Namun di era digital yang transparan dan akuntabel, maka modal kedekatan atau ancaman tidak lagi efektif untuk dapat jatah pekerjaan. Kebumen sudah manglingi slurrr...
Kembali pada soal putusan sidang DKPP. Ini hanya soal kesalahan administratif dan kode etik. Inti persoalannya juga hanya menyangkut keberadaan pemantau pemilu, JPPR (Jaringan Pendidikan Pemilih untuk Rakyat) yang dianggap menyalahi prosedur. DKPP sudah memutuskan untuk memberi peringatan dan peringatan keras, bahkan merehabilitasi nama baik seluruh anggota Bawaslu Kabupaten Kebumen.
Fix, keputusan DKPP bersifat final dan mengikat. Para anggota KPUD Kebumen dan Bawaslu juga tidak perlu berkomentar dan mengeluarkan pernyataan apapun, sudah terima saja, karena telah menyerahkan kasus ini pada pengadilan kode etik.
Yang aneh dan nampak tidak paham adalah beberapa orang yang berlebihan beropini terkait putusan ini. Seolah-olah ada pelanggaran berat pada penyelenggaraan Pilkada Kebumen 2020.
Bahkan lebih lucu lagi mereka yang mengkaitkan dengan keberadaan paslon tunggal, hingga berusaha mengopinikan untuk mendelegitimasi hasil Pilkada. Ini terkesan orang tidak paham peraturan perundangan atau memang sengaja membodohi masyarakat.

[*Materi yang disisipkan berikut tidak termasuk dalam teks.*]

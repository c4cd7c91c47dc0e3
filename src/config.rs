use serde::{Deserialize, Serialize};
use std::fs;
use std::path::Path;
use std::time::Duration;
use thiserror::Error;

pub const DEFAULT_FLOOR_ANCHOR: &str = "first-floor-anchor";

#[derive(Debug, Error)]
pub enum ConfigError {
    #[error("io error: {0}")]
    Io(#[from] std::io::Error),
    #[error("parse error: {0}")]
    Parse(#[from] serde_json::Error),
    #[error("invalid config: {0}")]
    Invalid(String),
}

/// Session negotiation and frame-loop settings, loadable from JSON.
#[derive(Debug, Clone, PartialEq, Serialize, Deserialize)]
#[serde(default)]
pub struct SessionConfig {
    /// Exclusive reality session when true, non-exclusive augmentation otherwise.
    pub create_virtual_reality: bool,
    pub start_presenting: bool,
    pub depth_near: f32,
    pub depth_far: f32,
    pub floor_anchor_name: String,
    /// Wait before requesting the session, for displays that publish their
    /// parameters late.
    pub session_request_delay_ms: u64,
    pub max_frames: u32,
}

impl Default for SessionConfig {
    fn default() -> Self {
        Self {
            create_virtual_reality: true,
            start_presenting: true,
            depth_near: 0.1,
            depth_far: 1000.0,
            floor_anchor_name: DEFAULT_FLOOR_ANCHOR.to_string(),
            session_request_delay_ms: 0,
            max_frames: 90,
        }
    }
}

impl SessionConfig {
    pub fn from_json_str(json: &str) -> Result<Self, ConfigError> {
        let config: SessionConfig = serde_json::from_str(json)?;
        config.validate()?;
        Ok(config)
    }

    pub fn from_path(path: impl AsRef<Path>) -> Result<Self, ConfigError> {
        let contents = fs::read_to_string(path)?;
        Self::from_json_str(&contents)
    }

    pub fn validate(&self) -> Result<(), ConfigError> {
        if !(self.depth_near > 0.0) {
            return Err(ConfigError::Invalid(format!(
                "depth_near must be positive, got {}",
                self.depth_near
            )));
        }
        if !(self.depth_far > self.depth_near) {
            return Err(ConfigError::Invalid(format!(
                "depth_far ({}) must exceed depth_near ({})",
                self.depth_far, self.depth_near
            )));
        }
        if self.floor_anchor_name.is_empty() {
            return Err(ConfigError::Invalid(
                "floor_anchor_name must not be empty".to_string(),
            ));
        }
        Ok(())
    }

    pub fn session_request_delay(&self) -> Duration {
        Duration::from_millis(self.session_request_delay_ms)
    }
}

#[cfg(test)]
mod tests {
    use super::*;
    use std::io::Write;

    #[test]
    fn defaults_match_device_expectations() {
        let config = SessionConfig::default();
        assert!(config.create_virtual_reality);
        assert!(config.start_presenting);
        assert_eq!(config.depth_near, 0.1);
        assert_eq!(config.depth_far, 1000.0);
        assert_eq!(config.floor_anchor_name, "first-floor-anchor");
        assert!(config.validate().is_ok());
    }

    #[test]
    fn partial_json_keeps_defaults() {
        let config =
            SessionConfig::from_json_str(r#"{ "create_virtual_reality": false, "max_frames": 3 }"#)
                .expect("valid config");
        assert!(!config.create_virtual_reality);
        assert_eq!(config.max_frames, 3);
        assert_eq!(config.depth_far, 1000.0);
    }

    #[test]
    fn inverted_depth_range_is_rejected() {
        let err = SessionConfig::from_json_str(r#"{ "depth_near": 10.0, "depth_far": 1.0 }"#)
            .expect_err("depth range should be validated");
        assert!(matches!(err, ConfigError::Invalid(_)));
        assert!(err.to_string().contains("depth_far"));
    }

    #[test]
    fn malformed_json_is_a_parse_error() {
        let err = SessionConfig::from_json_str("{ not json").unwrap_err();
        assert!(matches!(err, ConfigError::Parse(_)));
    }

    #[test]
    fn loads_from_file() {
        let mut file = tempfile::NamedTempFile::new().expect("temp file");
        write!(file, r#"{{ "floor_anchor_name": "lobby", "session_request_delay_ms": 5 }}"#)
            .expect("write config");

        let config = SessionConfig::from_path(file.path()).expect("config loads");
        assert_eq!(config.floor_anchor_name, "lobby");
        assert_eq!(config.session_request_delay(), Duration::from_millis(5));
    }

    #[test]
    fn missing_file_is_an_io_error() {
        let dir = tempfile::tempdir().expect("tmpdir");
        let err = SessionConfig::from_path(dir.path().join("absent.json")).unwrap_err();
        assert!(matches!(err, ConfigError::Io(_)));
    }
}
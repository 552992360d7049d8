use std::sync::mpsc::{self, Receiver};

use chrono::{DateTime, Local};

use crate::catalog::{CatalogState, Course};
use crate::layout::LayoutRegions;
use crate::search_bar::{SearchBar, SearchCallback};

/// What the search bar handed to its callback
#[derive(Debug, Clone, PartialEq)]
pub struct SearchOutcome {
    pub query: String,
    pub matches: Vec<Course>,
    pub at: DateTime<Local>,
}

impl SearchOutcome {
    pub fn new(query: &str, matches: &[Course]) -> Self {
        Self {
            query: query.to_string(),
            matches: matches.to_vec(),
            at: Local::now(),
        }
    }
}

/// Application state
pub struct App {
    pub search_bar: SearchBar,
    pub last_outcome: Option<SearchOutcome>,
    /// Number of callback invocations this session
    pub search_count: usize,
    pub layout_regions: LayoutRegions,
    pub config_warning: Option<String>,
    outcome_rx: Receiver<SearchOutcome>,
    should_quit: bool,
}

impl App {
    /// Mount the search bar over `catalog`
    pub fn new(catalog: CatalogState, config_warning: Option<String>) -> Self {
        let (outcome_tx, outcome_rx) = mpsc::channel();
        let on_search: SearchCallback = Box::new(move |query: &str, matches: &[Course]| {
            let _ = outcome_tx.send(SearchOutcome::new(query, matches));
        });

        Self {
            search_bar: SearchBar::new(catalog, on_search),
            last_outcome: None,
            search_count: 0,
            layout_regions: LayoutRegions::new(),
            config_warning,
            outcome_rx,
            should_quit: false,
        }
    }

    /// Poll the catalog fetch and collect callback invocations
    pub fn tick(&mut self) {
        self.search_bar.poll();
        self.drain_outcomes();
    }

    pub fn drain_outcomes(&mut self) {
        while let Ok(outcome) = self.outcome_rx.try_recv() {
            self.search_count += 1;
            self.last_outcome = Some(outcome);
        }
    }

    pub fn should_quit(&self) -> bool {
        self.should_quit
    }

    pub fn quit(&mut self) {
        self.should_quit = true;
        self.search_bar.dispose();
    }

    /// Text printed to stdout on exit: the last query, then one matching
    /// course code per line
    pub fn final_output(&self) -> Option<String> {
        let outcome = self.last_outcome.as_ref()?;
        let mut lines = vec![outcome.query.clone()];
        lines.extend(outcome.matches.iter().map(|c| c.course_code.clone()));
        Some(lines.join("\n"))
    }
}

#[cfg(test)]
#[path = "app_state_tests.rs"]
mod app_state_tests;
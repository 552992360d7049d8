//! Tests for suggestion filtering

use proptest::prelude::*;

use super::*;
use crate::test_utils::test_helpers::sample_catalog;

fn numbered_catalog(codes: &[&str]) -> Vec<Course> {
    codes
        .iter()
        .enumerate()
        .map(|(i, code)| Course::new(i as i64, *code))
        .collect()
}

#[test]
fn test_filter_prefix_match() {
    let matches = filter_courses(&sample_catalog(), "CS2");
    assert_eq!(matches, vec![Course::new(2, "CS201")]);
}

#[test]
fn test_filter_substring_match() {
    let catalog = numbered_catalog(&["MATH101", "CS101", "PHYS101", "CS150"]);
    let codes: Vec<String> = filter_courses(&catalog, "101")
        .into_iter()
        .map(|c| c.course_code)
        .collect();

    assert_eq!(codes, vec!["MATH101", "CS101", "PHYS101"]);
}

#[test]
fn test_filter_is_case_insensitive() {
    let catalog = sample_catalog();
    assert_eq!(filter_courses(&catalog, "CS"), filter_courses(&catalog, "cs"));
    assert_eq!(filter_courses(&catalog, "cS").len(), 2);
}

#[test]
fn test_filter_no_match() {
    assert!(filter_courses(&sample_catalog(), "BIO").is_empty());
}

#[test]
fn test_filter_empty_catalog() {
    assert!(filter_courses(&[], "CS").is_empty());
}

#[test]
fn test_filter_caps_at_twelve() {
    let catalog: Vec<Course> = (0..20)
        .map(|i| Course::new(i as i64, format!("CS{:03}", i)))
        .collect();

    let matches = filter_courses(&catalog, "c");

    assert_eq!(matches.len(), MAX_SUGGESTIONS);
    assert_eq!(matches.len(), 12);
    assert_eq!(matches[0].course_code, "CS000");
    assert_eq!(matches[11].course_code, "CS011");
}

#[test]
fn test_filter_non_ascii_codes() {
    let catalog = numbered_catalog(&["ÉCON100", "econ200"]);
    assert_eq!(filter_courses(&catalog, "écon").len(), 1);
    assert_eq!(filter_courses(&catalog, "ECON").len(), 1);
}

fn course_strategy() -> impl Strategy<Value = Course> {
    (any::<i64>(), "[A-Za-z]{0,4}[0-9]{0,3}").prop_map(|(id, code)| Course::new(id, code))
}

// Suggestions are exactly the first 12 catalog entries, in catalog order,
// whose lowercased code contains the lowercased input.
proptest! {
    #![proptest_config(ProptestConfig::with_cases(200))]

    #[test]
    fn prop_filter_matches_reference(
        catalog in prop::collection::vec(course_strategy(), 0..40),
        query in "[A-Za-z0-9]{0,3}",
    ) {
        let needle = query.to_lowercase();
        let expected: Vec<Course> = catalog
            .iter()
            .filter(|c| c.course_code.to_lowercase().contains(&needle))
            .take(12)
            .cloned()
            .collect();

        prop_assert_eq!(filter_courses(&catalog, &query), expected);
    }

    #[test]
    fn prop_filter_ignores_query_case(
        catalog in prop::collection::vec(course_strategy(), 0..40),
        query in "[A-Za-z0-9]{1,3}",
    ) {
        prop_assert_eq!(
            filter_courses(&catalog, &query.to_uppercase()),
            filter_courses(&catalog, &query.to_lowercase())
        );
    }
}
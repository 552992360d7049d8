//! Keyboard and mouse handling for the search bar

use ratatui::crossterm::event::{KeyCode, KeyEvent, KeyModifiers};
use tui_textarea::Input;

use super::SearchBar;
use crate::layout::Region;

/// Handle a key press while the search bar has focus
///
/// Returns false when the key was not consumed (Esc with no draft), so the
/// caller can treat it as a quit request.
pub fn handle_key(bar: &mut SearchBar, key: KeyEvent) -> bool {
    match key.code {
        KeyCode::Enter => {
            match bar.highlighted() {
                Some(index) => {
                    bar.select_at(index);
                }
                None => {
                    bar.submit();
                }
            }
            true
        }

        KeyCode::Tab => {
            if bar.draft().is_editing() {
                bar.select_at(bar.highlighted().unwrap_or(0));
            }
            true
        }

        KeyCode::Down => {
            bar.highlight_next();
            true
        }
        KeyCode::Up => {
            bar.highlight_previous();
            true
        }

        KeyCode::Esc => {
            if bar.draft().is_editing() {
                bar.clear();
                true
            } else {
                false
            }
        }

        // Newline shortcuts would split the single-line input
        KeyCode::Char('m') | KeyCode::Char('j') if key.modifiers.contains(KeyModifiers::CONTROL) => {
            true
        }

        _ => {
            let input = Input::from(key);
            if bar.textarea_mut().input(input) {
                let text = bar.current_text().to_string();
                bar.input_changed(&text);
            }
            true
        }
    }
}

/// Handle a left click on a search bar region
pub fn handle_click(bar: &mut SearchBar, region: Option<Region>) -> bool {
    match region {
        Some(Region::SuggestionRow(index)) => bar.select_at(index),
        Some(Region::ToggleIcon) => {
            // Search glyph when idle does nothing
            if bar.draft().is_editing() {
                bar.clear();
                true
            } else {
                false
            }
        }
        Some(Region::SubmitButton) => bar.submit(),
        _ => false,
    }
}

#[cfg(test)]
#[path = "search_bar_events_tests.rs"]
mod search_bar_events_tests;
use thiserror::Error;

/// Errors surfaced by the coursefind binary
#[derive(Debug, Error)]
pub enum CourseFindError {
    #[error("Invalid configuration in {path}: {message}")]
    Config { path: String, message: String },

    #[error("Logger setup failed: {0}")]
    Logger(String),

    #[error("IO error: {0}")]
    Io(#[from] std::io::Error),
}

#[cfg(test)]
#[path = "error_tests.rs"]
mod error_tests;
mod app_events;
mod app_render;
mod app_state;
mod mouse_click;

pub use app_events::handle_event;
pub use app_render::render;
pub use app_state::{App, SearchOutcome};
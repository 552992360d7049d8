use std::io::stdout;
use std::path::PathBuf;
use std::time::Duration;

use clap::Parser;
use color_eyre::Result;
use ratatui::DefaultTerminal;
use ratatui::crossterm::event::{self, DisableMouseCapture, EnableMouseCapture};
use ratatui::crossterm::execute;

use coursefind::app::{self, App};
use coursefind::catalog::{CatalogClient, CatalogState};
use coursefind::config::{self, ConfigResult};
use coursefind::logging;

const TICK_RATE: Duration = Duration::from_millis(100);

/// Search the course catalog from your terminal
#[derive(Parser, Debug)]
#[command(name = "coursefind", version, about)]
struct Args {
    /// Base URL of the course API, e.g. http://localhost:3000 (overrides config)
    #[arg(long, value_name = "BASE_URL")]
    url: Option<String>,

    /// Config file to use instead of ~/.config/coursefind/config.toml
    #[arg(long, value_name = "PATH")]
    config: Option<PathBuf>,
}

fn main() -> Result<()> {
    // Install color-eyre panic hook for better error messages
    color_eyre::install()?;

    let args = Args::parse();

    if let Err(e) = logging::init() {
        eprintln!("coursefind: logging disabled: {}", e);
    }

    let ConfigResult {
        mut config,
        warning,
    } = match &args.config {
        Some(path) => config::load_config_from_path(path),
        None => config::load_config(),
    };
    if let Some(url) = args.url {
        config.catalog.base_url = url;
    }

    let client = CatalogClient::from_config(&config.catalog)?;
    log::info!("Fetching catalog from {}", client.url());

    // Mount: the one catalog fetch starts here
    let mut app = App::new(CatalogState::start(client), warning);

    // Initialize terminal (handles raw mode, alternate screen, etc.)
    let terminal = ratatui::init();
    let result = execute!(stdout(), EnableMouseCapture)
        .map_err(Into::into)
        .and_then(|_| run(terminal, &mut app));

    // Restore terminal
    let _ = execute!(stdout(), DisableMouseCapture);
    ratatui::restore();

    result?;

    if let Some(output) = app.final_output() {
        println!("{}", output);
    }

    Ok(())
}

fn run(mut terminal: DefaultTerminal, app: &mut App) -> Result<()> {
    loop {
        app.tick();

        terminal.draw(|frame| app::render(app, frame))?;

        if event::poll(TICK_RATE)? {
            app::handle_event(app, event::read()?);
        }

        if app.should_quit() {
            break;
        }
    }

    Ok(())
}
use std::sync::mpsc::{self, Receiver, TryRecvError};

use tokio_util::sync::CancellationToken;

use super::{CatalogClient, CatalogResponse, Course, spawn_fetch};

/// Where the mount-time fetch stands
#[derive(Debug, Clone, PartialEq, Eq)]
pub enum CatalogStatus {
    Loading,
    Ready,
    /// Fetch failed; the catalog stays empty
    Failed(String),
}

/// In-memory course catalog owned by one search bar
///
/// Written at most once, when the fetch result is polled. After `dispose`
/// (or drop) the pending fetch is cancelled and late results are ignored.
pub struct CatalogState {
    courses: Vec<Course>,
    status: CatalogStatus,
    response_rx: Option<Receiver<CatalogResponse>>,
    cancel_token: CancellationToken,
}

impl CatalogState {
    /// Start the one fetch for this mount
    pub fn start(client: CatalogClient) -> Self {
        let (response_tx, response_rx) = mpsc::channel();
        let cancel_token = CancellationToken::new();

        spawn_fetch(client, cancel_token.clone(), response_tx);

        Self::with_receiver(response_rx, cancel_token)
    }

    /// Wait for a result on an existing channel
    pub fn with_receiver(
        response_rx: Receiver<CatalogResponse>,
        cancel_token: CancellationToken,
    ) -> Self {
        Self {
            courses: Vec::new(),
            status: CatalogStatus::Loading,
            response_rx: Some(response_rx),
            cancel_token,
        }
    }

    /// Catalog that is already loaded, with no fetch outstanding
    pub fn preloaded(courses: Vec<Course>) -> Self {
        Self {
            courses,
            status: CatalogStatus::Ready,
            response_rx: None,
            cancel_token: CancellationToken::new(),
        }
    }

    /// Apply the fetch result if it has arrived
    ///
    /// Returns true when the status changed.
    pub fn poll(&mut self) -> bool {
        if self.is_disposed() {
            self.response_rx = None;
            return false;
        }

        let received = match &self.response_rx {
            Some(rx) => rx.try_recv(),
            None => return false,
        };

        match received {
            Ok(Ok(courses)) => {
                log::info!("Loaded {} courses", courses.len());
                self.courses = courses;
                self.status = CatalogStatus::Ready;
            }
            Ok(Err(e)) => {
                log::warn!("Catalog unavailable, continuing with empty catalog: {}", e);
                self.status = CatalogStatus::Failed(e.to_string());
            }
            Err(TryRecvError::Empty) => return false,
            Err(TryRecvError::Disconnected) => {
                log::warn!("Catalog worker exited without a response");
                self.status = CatalogStatus::Failed("fetch worker exited".to_string());
            }
        }

        self.response_rx = None;
        true
    }

    pub fn courses(&self) -> &[Course] {
        &self.courses
    }

    pub fn status(&self) -> &CatalogStatus {
        &self.status
    }

    pub fn is_loading(&self) -> bool {
        self.status == CatalogStatus::Loading
    }

    /// Cancel any outstanding fetch; later results are discarded
    pub fn dispose(&mut self) {
        if !self.cancel_token.is_cancelled() {
            log::debug!("Disposing catalog state");
        }
        self.cancel_token.cancel();
        self.response_rx = None;
    }

    pub fn is_disposed(&self) -> bool {
        self.cancel_token.is_cancelled()
    }
}

impl Drop for CatalogState {
    fn drop(&mut self) {
        self.cancel_token.cancel();
    }
}

#[cfg(test)]
#[path = "catalog_state_tests.rs"]
mod catalog_state_tests;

Sidang DKPP bukan sidang sengketa Pemilu, hanya sidang kode etik untuk menjaga kehormatan dan profesionalisme penyelenggara Pemilu. Menurut Undang-Undang Pemilu Nomor 7 Tahun 2017, Pasal 1 ayat (24) menyebutkan, “Dewan Kehormatan Penyelenggara Pemilu yang selanjutnya disingkat DKPP adalah lembaga yang bertugas menangani pelanggaran kode etik Penyelenggara Pemilu”.
Sementara subjek penanganan perkara DKPP (subjectum litis) terdiri atas; Pengadu dan Teradu. Tentang Pengadu disebutkan pada Pasal 458 ayat (1) yaitu ; Peserta Pemilu, Tim kampanye, Masyarakat, dan/atau pemilih yang dilengkapi dengan identitas pengadu kepada DKPP. Sedangkan Teradu terdiri dari atas 3 unsur, yaitu ; unsur KPU, Unsur Bawaslu dan Jajaran Sekretariat Penyelenggara Pemilu.
Kemudian sanksi yang dihasilkan sidang DKPP juga ranah kode etik bukan ranah pidana apalagi sampai membatalkan hasil pemilu. Sanksi yang dapat dikeluarkan oleh sidang DKPP dari mulai paling ringan seperti, peringatan hingga berat yaitu diberhentikan dengan tidak hormat, seperti terjadi pada kasus Wahyu Setiawan, anggota KPU dalam kasus Harun Masiku.
Nah, dalam kasus sidang DKPP untuk Pilkada Kebumen 2020, putusannya sangat jelas, tegas dan tentu paling ringan, yaitu peringatan. Tidak akan berdampak apapun pada hasil Pilkada apalagi mendelegitimasi kemenangan paslon.
Sebaiknya para aktivis Masy Koko menahan diri dan tidak berhalusinasi dengan menyebar opini semaunya sendiri. Pilihlah isu yang substantif dan strategis untuk diangkat, atau bersatulah dengan masyarakat untuk membangun Kebumen serta keluar dari krisis karena pandemi Covid-19.